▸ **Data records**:
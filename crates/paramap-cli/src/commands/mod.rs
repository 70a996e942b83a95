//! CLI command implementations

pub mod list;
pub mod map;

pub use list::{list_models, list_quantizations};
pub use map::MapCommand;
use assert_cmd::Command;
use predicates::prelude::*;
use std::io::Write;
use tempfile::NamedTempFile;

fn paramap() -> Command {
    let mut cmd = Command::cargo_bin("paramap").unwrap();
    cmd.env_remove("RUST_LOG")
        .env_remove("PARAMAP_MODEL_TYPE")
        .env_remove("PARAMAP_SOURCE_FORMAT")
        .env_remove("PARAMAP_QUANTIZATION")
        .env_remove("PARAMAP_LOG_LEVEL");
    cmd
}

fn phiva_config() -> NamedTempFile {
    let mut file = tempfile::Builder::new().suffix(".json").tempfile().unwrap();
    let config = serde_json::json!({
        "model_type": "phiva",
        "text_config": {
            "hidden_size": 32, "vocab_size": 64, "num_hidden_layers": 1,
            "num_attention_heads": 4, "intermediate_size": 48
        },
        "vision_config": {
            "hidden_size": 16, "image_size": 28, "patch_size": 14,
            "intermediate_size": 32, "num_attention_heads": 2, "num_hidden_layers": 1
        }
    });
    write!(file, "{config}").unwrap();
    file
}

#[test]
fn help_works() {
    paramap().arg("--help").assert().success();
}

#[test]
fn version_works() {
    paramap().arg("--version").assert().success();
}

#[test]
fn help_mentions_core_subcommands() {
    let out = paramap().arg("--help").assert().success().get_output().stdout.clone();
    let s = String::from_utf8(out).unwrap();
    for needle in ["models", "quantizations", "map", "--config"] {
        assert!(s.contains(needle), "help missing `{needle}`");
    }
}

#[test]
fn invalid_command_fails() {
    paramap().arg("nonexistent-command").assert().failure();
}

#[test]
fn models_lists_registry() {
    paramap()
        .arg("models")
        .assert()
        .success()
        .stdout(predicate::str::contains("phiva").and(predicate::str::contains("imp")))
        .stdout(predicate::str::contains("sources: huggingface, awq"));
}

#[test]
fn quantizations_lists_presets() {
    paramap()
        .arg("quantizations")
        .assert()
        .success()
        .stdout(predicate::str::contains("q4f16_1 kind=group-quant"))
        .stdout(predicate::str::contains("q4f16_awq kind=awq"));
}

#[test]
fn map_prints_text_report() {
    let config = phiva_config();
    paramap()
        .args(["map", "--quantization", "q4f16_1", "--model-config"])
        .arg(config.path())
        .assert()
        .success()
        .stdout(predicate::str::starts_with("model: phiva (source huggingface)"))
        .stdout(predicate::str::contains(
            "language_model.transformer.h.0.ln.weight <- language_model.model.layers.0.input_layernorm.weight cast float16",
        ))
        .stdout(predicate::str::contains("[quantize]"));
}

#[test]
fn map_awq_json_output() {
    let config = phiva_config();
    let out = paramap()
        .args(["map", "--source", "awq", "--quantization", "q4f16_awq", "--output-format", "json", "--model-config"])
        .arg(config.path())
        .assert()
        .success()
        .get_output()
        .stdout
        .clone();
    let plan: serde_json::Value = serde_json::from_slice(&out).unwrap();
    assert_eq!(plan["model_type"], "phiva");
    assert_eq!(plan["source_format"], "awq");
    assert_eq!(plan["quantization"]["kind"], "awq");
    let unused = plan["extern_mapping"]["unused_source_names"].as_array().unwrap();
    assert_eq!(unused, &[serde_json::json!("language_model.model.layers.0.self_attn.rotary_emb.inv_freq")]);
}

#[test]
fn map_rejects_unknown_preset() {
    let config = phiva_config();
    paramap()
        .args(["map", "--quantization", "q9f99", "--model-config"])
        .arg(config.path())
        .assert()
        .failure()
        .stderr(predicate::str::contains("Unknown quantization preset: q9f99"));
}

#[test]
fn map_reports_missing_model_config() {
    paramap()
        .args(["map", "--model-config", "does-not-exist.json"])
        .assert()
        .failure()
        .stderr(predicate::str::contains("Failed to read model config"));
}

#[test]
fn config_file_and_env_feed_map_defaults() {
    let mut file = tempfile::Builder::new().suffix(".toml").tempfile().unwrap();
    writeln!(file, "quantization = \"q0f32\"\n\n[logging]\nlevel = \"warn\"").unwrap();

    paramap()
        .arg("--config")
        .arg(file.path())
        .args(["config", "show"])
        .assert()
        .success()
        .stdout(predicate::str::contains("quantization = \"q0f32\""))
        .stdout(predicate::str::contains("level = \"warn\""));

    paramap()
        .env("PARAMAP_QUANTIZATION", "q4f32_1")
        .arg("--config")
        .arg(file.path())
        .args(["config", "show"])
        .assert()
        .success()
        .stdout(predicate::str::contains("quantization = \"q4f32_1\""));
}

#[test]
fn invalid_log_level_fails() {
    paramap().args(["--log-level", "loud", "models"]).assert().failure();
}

---

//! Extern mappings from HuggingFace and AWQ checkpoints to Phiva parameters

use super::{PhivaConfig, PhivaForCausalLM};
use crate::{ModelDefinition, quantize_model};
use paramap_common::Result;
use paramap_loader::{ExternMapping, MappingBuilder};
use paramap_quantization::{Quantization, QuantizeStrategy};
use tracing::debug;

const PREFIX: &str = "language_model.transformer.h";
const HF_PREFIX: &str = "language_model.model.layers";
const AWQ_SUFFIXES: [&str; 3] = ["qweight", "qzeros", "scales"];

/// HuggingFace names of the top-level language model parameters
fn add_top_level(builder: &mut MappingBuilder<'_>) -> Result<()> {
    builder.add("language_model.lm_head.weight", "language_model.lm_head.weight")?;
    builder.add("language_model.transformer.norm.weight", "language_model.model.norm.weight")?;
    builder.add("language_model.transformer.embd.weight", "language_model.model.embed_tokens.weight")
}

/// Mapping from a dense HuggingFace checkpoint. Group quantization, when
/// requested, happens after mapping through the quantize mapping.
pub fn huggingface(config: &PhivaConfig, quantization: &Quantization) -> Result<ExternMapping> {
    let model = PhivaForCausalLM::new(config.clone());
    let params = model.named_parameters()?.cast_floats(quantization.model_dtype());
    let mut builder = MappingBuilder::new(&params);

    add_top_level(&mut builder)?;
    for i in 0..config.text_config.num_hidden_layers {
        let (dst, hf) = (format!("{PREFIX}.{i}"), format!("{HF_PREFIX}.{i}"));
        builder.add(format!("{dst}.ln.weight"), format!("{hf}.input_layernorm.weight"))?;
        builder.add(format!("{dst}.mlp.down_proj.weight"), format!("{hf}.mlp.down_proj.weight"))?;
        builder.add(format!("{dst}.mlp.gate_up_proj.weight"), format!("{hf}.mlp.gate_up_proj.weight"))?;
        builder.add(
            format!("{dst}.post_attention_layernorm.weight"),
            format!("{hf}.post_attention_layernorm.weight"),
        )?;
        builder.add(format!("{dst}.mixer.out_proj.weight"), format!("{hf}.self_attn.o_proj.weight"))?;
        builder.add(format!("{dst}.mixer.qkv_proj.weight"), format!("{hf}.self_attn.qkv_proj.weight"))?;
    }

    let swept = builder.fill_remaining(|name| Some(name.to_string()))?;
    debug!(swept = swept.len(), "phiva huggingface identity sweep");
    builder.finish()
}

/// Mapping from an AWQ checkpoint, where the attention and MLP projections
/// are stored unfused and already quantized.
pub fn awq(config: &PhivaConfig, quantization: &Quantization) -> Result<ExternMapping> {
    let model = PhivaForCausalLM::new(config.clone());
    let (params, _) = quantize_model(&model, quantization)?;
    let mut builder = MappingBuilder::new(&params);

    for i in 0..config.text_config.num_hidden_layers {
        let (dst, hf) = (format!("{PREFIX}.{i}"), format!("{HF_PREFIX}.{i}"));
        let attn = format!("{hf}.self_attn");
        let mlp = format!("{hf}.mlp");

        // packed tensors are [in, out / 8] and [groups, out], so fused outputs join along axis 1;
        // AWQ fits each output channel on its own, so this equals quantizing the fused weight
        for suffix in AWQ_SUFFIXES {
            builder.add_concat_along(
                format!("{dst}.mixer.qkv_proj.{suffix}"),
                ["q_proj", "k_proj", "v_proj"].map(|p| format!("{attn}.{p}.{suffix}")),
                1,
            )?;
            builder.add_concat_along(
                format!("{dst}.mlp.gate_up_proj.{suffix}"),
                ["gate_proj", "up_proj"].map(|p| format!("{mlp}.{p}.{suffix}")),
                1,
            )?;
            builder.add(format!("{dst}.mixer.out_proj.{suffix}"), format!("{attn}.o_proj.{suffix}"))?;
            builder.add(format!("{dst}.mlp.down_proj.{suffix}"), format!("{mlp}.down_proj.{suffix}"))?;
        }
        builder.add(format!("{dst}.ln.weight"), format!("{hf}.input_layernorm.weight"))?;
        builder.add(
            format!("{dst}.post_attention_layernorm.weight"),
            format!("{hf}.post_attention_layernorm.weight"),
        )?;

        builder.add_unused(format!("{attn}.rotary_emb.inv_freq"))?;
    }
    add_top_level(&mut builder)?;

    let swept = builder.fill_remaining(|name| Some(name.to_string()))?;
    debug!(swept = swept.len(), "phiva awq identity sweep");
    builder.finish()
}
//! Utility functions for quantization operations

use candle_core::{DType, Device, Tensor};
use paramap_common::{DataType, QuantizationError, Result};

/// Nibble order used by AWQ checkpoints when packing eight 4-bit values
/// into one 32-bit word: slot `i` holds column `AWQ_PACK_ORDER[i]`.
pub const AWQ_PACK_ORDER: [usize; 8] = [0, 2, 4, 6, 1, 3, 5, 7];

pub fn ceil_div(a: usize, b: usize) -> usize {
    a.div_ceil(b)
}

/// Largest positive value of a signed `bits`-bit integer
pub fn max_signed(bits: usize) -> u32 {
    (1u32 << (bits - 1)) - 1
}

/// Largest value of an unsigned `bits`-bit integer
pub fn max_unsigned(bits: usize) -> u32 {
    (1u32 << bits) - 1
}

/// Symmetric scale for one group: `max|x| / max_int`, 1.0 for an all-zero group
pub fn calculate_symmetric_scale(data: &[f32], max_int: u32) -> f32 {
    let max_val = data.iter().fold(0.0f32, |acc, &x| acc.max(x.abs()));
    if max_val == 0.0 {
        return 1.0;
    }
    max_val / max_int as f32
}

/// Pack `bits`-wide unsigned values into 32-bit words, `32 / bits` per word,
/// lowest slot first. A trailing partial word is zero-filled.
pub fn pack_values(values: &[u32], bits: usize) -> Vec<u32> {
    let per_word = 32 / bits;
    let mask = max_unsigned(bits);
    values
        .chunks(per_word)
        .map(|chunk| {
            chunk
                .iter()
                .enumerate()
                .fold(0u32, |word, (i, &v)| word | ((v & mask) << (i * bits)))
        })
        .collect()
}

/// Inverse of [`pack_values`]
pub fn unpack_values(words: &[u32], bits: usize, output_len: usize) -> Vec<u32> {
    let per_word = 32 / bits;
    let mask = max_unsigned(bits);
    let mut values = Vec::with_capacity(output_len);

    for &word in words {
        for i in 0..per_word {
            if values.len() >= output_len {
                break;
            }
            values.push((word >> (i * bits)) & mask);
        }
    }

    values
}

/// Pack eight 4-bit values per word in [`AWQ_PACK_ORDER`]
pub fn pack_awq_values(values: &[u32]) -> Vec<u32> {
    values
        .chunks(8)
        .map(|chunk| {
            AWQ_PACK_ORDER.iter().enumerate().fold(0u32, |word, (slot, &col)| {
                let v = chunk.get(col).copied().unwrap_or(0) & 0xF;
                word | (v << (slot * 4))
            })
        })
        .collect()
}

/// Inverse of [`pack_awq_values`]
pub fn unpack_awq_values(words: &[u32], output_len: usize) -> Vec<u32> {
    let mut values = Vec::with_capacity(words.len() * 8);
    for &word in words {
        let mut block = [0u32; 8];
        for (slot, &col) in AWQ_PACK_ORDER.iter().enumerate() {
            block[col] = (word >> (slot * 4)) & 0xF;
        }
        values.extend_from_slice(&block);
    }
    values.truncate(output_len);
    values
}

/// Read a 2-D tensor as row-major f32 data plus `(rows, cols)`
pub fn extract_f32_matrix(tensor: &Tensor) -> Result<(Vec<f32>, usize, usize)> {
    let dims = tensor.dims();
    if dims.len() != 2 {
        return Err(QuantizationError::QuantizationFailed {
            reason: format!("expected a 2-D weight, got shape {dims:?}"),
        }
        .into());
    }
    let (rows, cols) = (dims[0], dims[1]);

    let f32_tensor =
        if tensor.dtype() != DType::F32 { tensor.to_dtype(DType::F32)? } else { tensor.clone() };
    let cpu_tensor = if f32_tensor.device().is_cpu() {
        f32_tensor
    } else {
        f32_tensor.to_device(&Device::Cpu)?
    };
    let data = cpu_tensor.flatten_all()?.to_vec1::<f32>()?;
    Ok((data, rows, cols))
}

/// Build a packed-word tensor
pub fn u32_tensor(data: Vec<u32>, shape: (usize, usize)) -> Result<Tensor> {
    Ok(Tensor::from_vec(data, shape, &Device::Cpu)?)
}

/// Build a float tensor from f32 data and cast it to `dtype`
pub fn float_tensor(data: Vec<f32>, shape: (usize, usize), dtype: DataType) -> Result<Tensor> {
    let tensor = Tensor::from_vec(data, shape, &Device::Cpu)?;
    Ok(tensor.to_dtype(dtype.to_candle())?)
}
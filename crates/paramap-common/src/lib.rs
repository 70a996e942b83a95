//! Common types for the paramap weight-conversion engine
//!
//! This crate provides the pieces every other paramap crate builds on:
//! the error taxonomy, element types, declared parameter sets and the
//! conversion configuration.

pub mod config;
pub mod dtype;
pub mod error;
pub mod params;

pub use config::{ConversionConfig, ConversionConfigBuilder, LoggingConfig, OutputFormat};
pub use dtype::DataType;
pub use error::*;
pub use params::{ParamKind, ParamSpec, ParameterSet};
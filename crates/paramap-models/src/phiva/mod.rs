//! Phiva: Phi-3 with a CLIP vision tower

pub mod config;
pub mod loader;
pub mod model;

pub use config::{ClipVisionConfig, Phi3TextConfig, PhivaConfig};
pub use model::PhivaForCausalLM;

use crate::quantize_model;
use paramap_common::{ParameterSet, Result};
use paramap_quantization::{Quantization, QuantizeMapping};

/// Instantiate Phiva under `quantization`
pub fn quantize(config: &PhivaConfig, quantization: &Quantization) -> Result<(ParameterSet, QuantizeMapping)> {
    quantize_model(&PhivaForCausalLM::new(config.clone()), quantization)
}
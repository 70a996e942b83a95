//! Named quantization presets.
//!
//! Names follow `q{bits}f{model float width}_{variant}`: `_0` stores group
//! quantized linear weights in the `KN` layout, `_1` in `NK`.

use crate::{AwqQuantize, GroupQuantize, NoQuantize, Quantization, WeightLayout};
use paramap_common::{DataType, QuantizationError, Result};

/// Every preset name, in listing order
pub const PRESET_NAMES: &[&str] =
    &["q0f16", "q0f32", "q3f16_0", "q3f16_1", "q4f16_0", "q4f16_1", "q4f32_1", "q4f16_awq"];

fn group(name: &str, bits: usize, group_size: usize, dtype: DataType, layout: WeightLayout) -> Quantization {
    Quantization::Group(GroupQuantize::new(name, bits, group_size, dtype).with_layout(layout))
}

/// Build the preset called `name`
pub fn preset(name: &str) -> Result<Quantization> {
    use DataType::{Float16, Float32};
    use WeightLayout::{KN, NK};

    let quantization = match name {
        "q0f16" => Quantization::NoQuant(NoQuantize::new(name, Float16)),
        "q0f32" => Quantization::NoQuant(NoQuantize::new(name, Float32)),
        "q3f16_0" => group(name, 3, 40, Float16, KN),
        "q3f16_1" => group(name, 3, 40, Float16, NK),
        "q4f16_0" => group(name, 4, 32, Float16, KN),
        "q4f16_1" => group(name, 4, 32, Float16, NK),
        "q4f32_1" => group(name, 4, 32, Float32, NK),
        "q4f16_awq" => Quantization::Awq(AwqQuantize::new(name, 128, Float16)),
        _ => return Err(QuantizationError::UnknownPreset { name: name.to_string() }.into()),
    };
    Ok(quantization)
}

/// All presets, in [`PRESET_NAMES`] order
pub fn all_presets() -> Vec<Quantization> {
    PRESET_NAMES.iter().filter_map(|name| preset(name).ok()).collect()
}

▸ **Goal of the exercise**: Search the entries for the word "block". Copy every line where it occurs.

▸ **Response to the task**:
        let mut block = [0u32; 8];
            block[col] = (word >> (slot * 4)) & 0xF;
        values.extend_from_slice(&block);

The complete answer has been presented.